[Collected data]
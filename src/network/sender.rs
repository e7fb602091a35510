//! Framing send pump
//!
//! `send` appends `[var length][payload]` to the tail of a queue of pooled
//! buffers; small frames share a buffer, large ones span several. The pump
//! hands one buffer at a time to the [`FrameSink`] and waits for
//! [`AsyncSender::on_sent`] before handing over the next: at most one
//! transport write is outstanding, any number of buffers may be queued.
//!
//! Completion may arrive synchronously inside `transmit` or later from
//! another thread; both paths go through the same lock.

use std::collections::VecDeque;
use std::sync::Arc;

use parking_lot::Mutex;
use tracing::{error, trace};

use crate::core::{Buffer, BufferPool};
use crate::protocol::varint;

/// Where the pump delivers buffers.
pub trait FrameSink: Send + Sync {
    /// Start a transport write of `buffer`'s bytes.
    ///
    /// The sink must eventually hand the buffer back through
    /// [`AsyncSender::on_sent`], either before returning or from another
    /// thread.
    fn transmit(&self, sender: &AsyncSender, buffer: Buffer);

    /// Partial sends are only reported while connected.
    fn is_connected(&self) -> bool;
}

/// Pump counters.
#[derive(Debug, Clone, Copy, Default, PartialEq, Eq)]
pub struct SenderStats {
    pub frames: u64,
    pub queued_buffers: usize,
    pub writes_started: u64,
    pub writes_completed: u64,
    pub partial_sends: u64,
    pub in_flight: bool,
}

#[derive(Debug, Default)]
struct SendState {
    queue: VecDeque<Buffer>,
    sending: bool,
    /// A thread is inside the pump loop
    pumping: bool,
    frames: u64,
    writes_started: u64,
    writes_completed: u64,
    partial_sends: u64,
}

/// Frames payloads into pooled buffers and pumps them single-flight.
#[derive(Debug)]
pub struct AsyncSender {
    pool: Arc<BufferPool>,
    state: Mutex<SendState>,
}

impl AsyncSender {
    pub fn new(pool: Arc<BufferPool>) -> Self {
        Self {
            pool,
            state: Mutex::new(SendState::default()),
        }
    }

    pub fn pool(&self) -> &Arc<BufferPool> {
        &self.pool
    }

    /// Frame `data` and start pumping. Fire-and-forget.
    pub fn send(&self, data: &[u8], sink: &dyn FrameSink) {
        {
            let mut state = self.state.lock();
            self.enqueue_frame(&mut state.queue, data);
            state.frames += 1;
        }
        self.send_messages(sink);
    }

    fn enqueue_frame(&self, queue: &mut VecDeque<Buffer>, data: &[u8]) {
        let (prefix, prefix_len) = varint::encode_u32(data.len() as u32);

        let mut tail = queue.pop_back().unwrap_or_else(|| self.pool.get_buffer());
        // Prefer starting a prefix where at least two bytes fit
        if tail.remaining() < 2 && !tail.is_empty() {
            queue.push_back(tail);
            tail = self.pool.get_buffer();
        }

        for &byte in &prefix[..prefix_len] {
            if !tail.push(byte) {
                queue.push_back(tail);
                tail = self.pool.get_buffer();
                tail.push(byte);
            }
        }

        let mut rest = data;
        loop {
            let copied = tail.extend_from(rest);
            rest = &rest[copied..];
            if rest.is_empty() {
                break;
            }
            queue.push_back(tail);
            tail = self.pool.get_buffer();
        }
        queue.push_back(tail);
    }

    /// Hand the head buffer to `sink` if no write is outstanding.
    pub fn send_messages(&self, sink: &dyn FrameSink) {
        {
            let mut state = self.state.lock();
            if state.pumping {
                return;
            }
            state.pumping = true;
        }

        loop {
            let buffer = {
                let mut state = self.state.lock();
                if state.sending {
                    state.pumping = false;
                    return;
                }
                match state.queue.pop_front() {
                    Some(buffer) => {
                        state.sending = true;
                        state.writes_started += 1;
                        buffer
                    }
                    None => {
                        state.pumping = false;
                        return;
                    }
                }
            };
            trace!(seq = buffer.seq(), len = buffer.len(), "transmitting buffer");
            sink.transmit(self, buffer);
        }
    }

    /// Transport completion for the in-flight buffer.
    ///
    /// `sent_len` below the buffer's length while the sink is connected is a
    /// transport failure; it is logged and not retried.
    pub fn on_sent(&self, buffer: Buffer, sent_len: usize, sink: &dyn FrameSink) {
        {
            let mut state = self.state.lock();
            state.sending = false;
            state.writes_completed += 1;
            if sent_len < buffer.len() && sink.is_connected() {
                state.partial_sends += 1;
                error!(
                    seq = buffer.seq(),
                    sent = sent_len,
                    queued = buffer.len(),
                    "partial send; connection must be re-established"
                );
            }
        }
        self.pool.return_buffer(buffer);
        self.send_messages(sink);
    }

    pub fn stats(&self) -> SenderStats {
        let state = self.state.lock();
        SenderStats {
            frames: state.frames,
            queued_buffers: state.queue.len(),
            writes_started: state.writes_started,
            writes_completed: state.writes_completed,
            partial_sends: state.partial_sends,
            in_flight: state.sending,
        }
    }

    /// Return every queued buffer to the pool. The in-flight buffer, if any,
    /// comes back through `on_sent`.
    pub fn clear(&self) -> usize {
        let drained: Vec<Buffer> = self.state.lock().queue.drain(..).collect();
        let n = drained.len();
        for buffer in drained {
            self.pool.return_buffer(buffer);
        }
        n
    }
}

WHAT TO WORK ON:
Read the data above and pull out each line that holds the string "pumping".

SOLUTION TO THIS EXERCISE:
    pumping: bool,
    /// Frame `data` and start pumping. Fire-and-forget.
            if state.pumping {
            state.pumping = true;
                    state.pumping = false;
                        state.pumping = false;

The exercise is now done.